Exercise directions: Reproduce the data below in full. Nothing should differ from the original.

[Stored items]
- Opening Delimiter -
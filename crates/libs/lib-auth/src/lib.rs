//! # Authentication Library
//!
//! Password hashing and signed identity tokens.

pub mod pwd;
pub mod token;

// Re-export commonly used types
pub use pwd::{Argon2Hasher, HashCost, PasswordHasher};
pub use token::{Claims, SigningKey, TokenIssuer, TokenSubject};
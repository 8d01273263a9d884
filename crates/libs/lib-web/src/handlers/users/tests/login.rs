//! # Login Tests
//!
//! Tests for `POST /login`.

use super::*;

#[tokio::test]
async fn test_login_success() {
    // Arrange
    let app = test_app().await;
    let alice = register_alice(&app).await;

    // Act
    let response = app
        .oneshot(json_request("POST", "/login", &login_request("alice", "secret123")))
        .await
        .unwrap();

    // Assert
    assert_eq!(response.status(), StatusCode::OK);
    let login: LoginResponse = read_json(response).await;
    assert_eq!(login.user, alice);
    assert_eq!(login.token.split('.').count(), 3);
}

#[tokio::test]
async fn test_login_wrong_password() {
    let app = test_app().await;
    register_alice(&app).await;

    let response = app
        .oneshot(json_request("POST", "/login", &login_request("alice", "wrong")))
        .await
        .unwrap();

    assert_error(response, StatusCode::UNAUTHORIZED, "InvalidCredentials").await;
}

#[tokio::test]
async fn test_login_unknown_user_matches_wrong_password() {
    let app = test_app().await;
    register_alice(&app).await;

    let wrong_password = app
        .clone()
        .oneshot(json_request("POST", "/login", &login_request("alice", "wrong")))
        .await
        .unwrap();
    let unknown_user = app
        .oneshot(json_request("POST", "/login", &login_request("nobody", "secret123")))
        .await
        .unwrap();

    let a = assert_error(wrong_password, StatusCode::UNAUTHORIZED, "InvalidCredentials").await;
    let b = assert_error(unknown_user, StatusCode::UNAUTHORIZED, "InvalidCredentials").await;
    assert_eq!(a, b);
}
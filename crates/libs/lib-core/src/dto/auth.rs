//! # Account Data Transfer Objects
//!
//! Request and response structures for the account endpoints.
//!
//! ## Endpoints Using These DTOs
//!
//! - `POST /users` - [`RegisterRequest`] -> [`AccountResponse`]
//! - `POST /login` - [`LoginRequest`] -> [`LoginResponse`]
//! - `GET /users/{id}`, `GET /me` - [`AccountResponse`]
//! - any failure - [`ErrorResponse`]
//!
//! ## Wire Format
//!
//! All DTOs use **snake_case** field names in JSON (default serde behavior).
//! Timestamps are RFC3339 strings in UTC.
//!
//! ```text
//! POST /login
//! Content-Type: application/json
//!
//! { "username": "alice", "password": "secret123" }
//! ```
//!
//! Response:
//! ```text
//! {
//!   "user": {
//!     "id": 1,
//!     "username": "alice",
//!     "email": "alice@x.com",
//!     "created_at": "2024-01-01T00:00:00Z"
//!   },
//!   "token": "eyJhbGciOiJIUzI1NiIsInR5cCI6IkpXVCJ9..."
//! }
//! ```

use crate::model::Account;
use lib_utils::format_time;
use serde::{Deserialize, Serialize};

/// Registration request.
///
/// `Debug` redacts the password.
#[derive(Clone, Serialize, Deserialize, PartialEq, Eq)]
pub struct RegisterRequest {
    pub username: String,
    pub email: String,
    pub password: String,
}

impl std::fmt::Debug for RegisterRequest {
    fn fmt(&self, f: &mut std::fmt::Formatter<'_>) -> std::fmt::Result {
        f.debug_struct("RegisterRequest")
            .field("username", &self.username)
            .field("email", &self.email)
            .field("password", &"***")
            .finish()
    }
}

/// Login request.
///
/// `Debug` redacts the password.
#[derive(Clone, Serialize, Deserialize, PartialEq, Eq)]
pub struct LoginRequest {
    pub username: String,
    pub password: String,
}

impl std::fmt::Debug for LoginRequest {
    fn fmt(&self, f: &mut std::fmt::Formatter<'_>) -> std::fmt::Result {
        f.debug_struct("LoginRequest")
            .field("username", &self.username)
            .field("password", &"***")
            .finish()
    }
}

/// Public account information.
#[derive(Debug, Clone, Serialize, Deserialize, PartialEq, Eq)]
pub struct AccountResponse {
    pub id: i64,
    pub username: String,
    pub email: String,
    pub created_at: String,
}

impl From<&Account> for AccountResponse {
    fn from(account: &Account) -> Self {
        Self {
            id: account.id,
            username: account.username.clone(),
            email: account.email.clone(),
            created_at: format_time(account.created_at),
        }
    }
}

impl From<Account> for AccountResponse {
    fn from(account: Account) -> Self {
        Self::from(&account)
    }
}

/// Successful login: the account plus a bearer token.
#[derive(Debug, Clone, Serialize, Deserialize, PartialEq, Eq)]
pub struct LoginResponse {
    pub user: AccountResponse,
    pub token: String,
}

/// Error body returned by every endpoint.
#[derive(Debug, Clone, Serialize, Deserialize, PartialEq, Eq)]
pub struct ErrorResponse {
    pub error: String,
    pub code: String,
    #[serde(default, skip_serializing_if = "Option::is_none")]
    pub field: Option<String>,
}

#[cfg(test)]
mod tests {
    use super::*;
    use chrono::{TimeZone, Utc};

    #[test]
    fn test_account_response_format() {
        let created = Utc.with_ymd_and_hms(2024, 1, 1, 0, 0, 0).unwrap();
        let account = Account {
            id: 1,
            username: "alice".to_string(),
            email: "alice@x.com".to_string(),
            created_at: created,
            updated_at: created,
        };

        let json = serde_json::to_value(AccountResponse::from(&account)).unwrap();

        assert_eq!(
            json,
            serde_json::json!({
                "id": 1,
                "username": "alice",
                "email": "alice@x.com",
                "created_at": "2024-01-01T00:00:00Z",
            })
        );
    }

    #[test]
    fn test_requests_redact_password() {
        let register = RegisterRequest {
            username: "alice".to_string(),
            email: "alice@x.com".to_string(),
            password: "secret123".to_string(),
        };
        let login = LoginRequest {
            username: "alice".to_string(),
            password: "secret123".to_string(),
        };

        assert!(!format!("{:?}", register).contains("secret123"));
        assert!(!format!("{:?}", login).contains("secret123"));
    }
}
- Closing Delimiter -
Written answer:
filename crates/libs/lib-auth/src/lib.rs
//! # Authentication Library
//!
//! Password hashing and signed identity tokens.

pub mod pwd;
pub mod token;

// Re-export commonly used types
pub use pwd::{Argon2Hasher, HashCost, PasswordHasher};
pub use token::{Claims, SigningKey, TokenIssuer, TokenSubject};
repository 8d01273263a9d884
filename crates/libs/lib-web/src/handlers/users/tests/login.rs
//! # Login Tests
//!
//! Tests for `POST /login`.

use super::*;

#[tokio::test]
async fn test_login_success() {
    // Arrange
    let app = test_app().await;
    let alice = register_alice(&app).await;

    // Act
    let response = app
        .oneshot(json_request("POST", "/login", &login_request("alice", "secret123")))
        .await
        .unwrap();

    // Assert
    assert_eq!(response.status(), StatusCode::OK);
    let login: LoginResponse = read_json(response).await;
    assert_eq!(login.user, alice);
    assert_eq!(login.token.split('.').count(), 3);
}

#[tokio::test]
async fn test_login_wrong_password() {
    let app = test_app().await;
    register_alice(&app).await;

    let response = app
        .oneshot(json_request("POST", "/login", &login_request("alice", "wrong")))
        .await
        .unwrap();

    assert_error(response, StatusCode::UNAUTHORIZED, "InvalidCredentials").await;
}

#[tokio::test]
async fn test_login_unknown_user_matches_wrong_password() {
    let app = test_app().await;
    register_alice(&app).await;

    let wrong_password = app
        .clone()
        .oneshot(json_request("POST", "/login", &login_request("alice", "wrong")))
        .await
        .unwrap();
    let unknown_user = app
        .oneshot(json_request("POST", "/login", &login_request("nobody", "secret123")))
        .await
        .unwrap();

    let a = assert_error(wrong_password, StatusCode::UNAUTHORIZED, "InvalidCredentials").await;
    let b = assert_error(unknown_user, StatusCode::UNAUTHORIZED, "InvalidCredentials").await;
    assert_eq!(a, b);
}
filename crates/libs/lib-core/src/dto/auth.rs
//! # Account Data Transfer Objects
//!
//! Request and response structures for the account endpoints.
//!
//! ## Endpoints Using These DTOs
//!
//! - `POST /users` - [`RegisterRequest`] -> [`AccountResponse`]
//! - `POST /login` - [`LoginRequest`] -> [`LoginResponse`]
//! - `GET /users/{id}`, `GET /me` - [`AccountResponse`]
//! - any failure - [`ErrorResponse`]
//!
//! ## Wire Format
//!
//! All DTOs use **snake_case** field names in JSON (default serde behavior).
//! Timestamps are RFC3339 strings in UTC.
//!
//! ```text
//! POST /login
//! Content-Type: application/json
//!
//! { "username": "alice", "password": "secret123" }
//! ```
//!
//! Response:
//! ```text
//! {
//!   "user": {
//!     "id": 1,
//!     "username": "alice",
//!     "email": "alice@x.com",
//!     "created_at": "2024-01-01T00:00:00Z"
//!   },
//!   "token": "eyJhbGciOiJIUzI1NiIsInR5cCI6IkpXVCJ9..."
//! }
//! ```

use crate::model::Account;
use lib_utils::format_time;
use serde::{Deserialize, Serialize};

/// Registration request.
///
/// `Debug` redacts the password.
#[derive(Clone, Serialize, Deserialize, PartialEq, Eq)]
pub struct RegisterRequest {
    pub username: String,
    pub email: String,
    pub password: String,
}

impl std::fmt::Debug for RegisterRequest {
    fn fmt(&self, f: &mut std::fmt::Formatter<'_>) -> std::fmt::Result {
        f.debug_struct("RegisterRequest")
            .field("username", &self.username)
            .field("email", &self.email)
            .field("password", &"***")
            .finish()
    }
}

/// Login request.
///
/// `Debug` redacts the password.
#[derive(Clone, Serialize, Deserialize, PartialEq, Eq)]
pub struct LoginRequest {
    pub username: String,
    pub password: String,
}

impl std::fmt::Debug for LoginRequest {
    fn fmt(&self, f: &mut std::fmt::Formatter<'_>) -> std::fmt::Result {
        f.debug_struct("LoginRequest")
            .field("username", &self.username)
            .field("password", &"***")
            .finish()
    }
}

/// Public account information.
#[derive(Debug, Clone, Serialize, Deserialize, PartialEq, Eq)]
pub struct AccountResponse {
    pub id: i64,
    pub username: String,
    pub email: String,
    pub created_at: String,
}

impl From<&Account> for AccountResponse {
    fn from(account: &Account) -> Self {
        Self {
            id: account.id,
            username: account.username.clone(),
            email: account.email.clone(),
            created_at: format_time(account.created_at),
        }
    }
}

impl From<Account> for AccountResponse {
    fn from(account: Account) -> Self {
        Self::from(&account)
    }
}

/// Successful login: the account plus a bearer token.
#[derive(Debug, Clone, Serialize, Deserialize, PartialEq, Eq)]
pub struct LoginResponse {
    pub user: AccountResponse,
    pub token: String,
}

/// Error body returned by every endpoint.
#[derive(Debug, Clone, Serialize, Deserialize, PartialEq, Eq)]
pub struct ErrorResponse {
    pub error: String,
    pub code: String,
    #[serde(default, skip_serializing_if = "Option::is_none")]
    pub field: Option<String>,
}

#[cfg(test)]
mod tests {
    use super::*;
    use chrono::{TimeZone, Utc};

    #[test]
    fn test_account_response_format() {
        let created = Utc.with_ymd_and_hms(2024, 1, 1, 0, 0, 0).unwrap();
        let account = Account {
            id: 1,
            username: "alice".to_string(),
            email: "alice@x.com".to_string(),
            created_at: created,
            updated_at: created,
        };

        let json = serde_json::to_value(AccountResponse::from(&account)).unwrap();

        assert_eq!(
            json,
            serde_json::json!({
                "id": 1,
                "username": "alice",
                "email": "alice@x.com",
                "created_at": "2024-01-01T00:00:00Z",
            })
        );
    }

    #[test]
    fn test_requests_redact_password() {
        let register = RegisterRequest {
            username: "alice".to_string(),
            email: "alice@x.com".to_string(),
            password: "secret123".to_string(),
        };
        let login = LoginRequest {
            username: "alice".to_string(),
            password: "secret123".to_string(),
        };

        assert!(!format!("{:?}", register).contains("secret123"));
        assert!(!format!("{:?}", login).contains("secret123"));
    }
}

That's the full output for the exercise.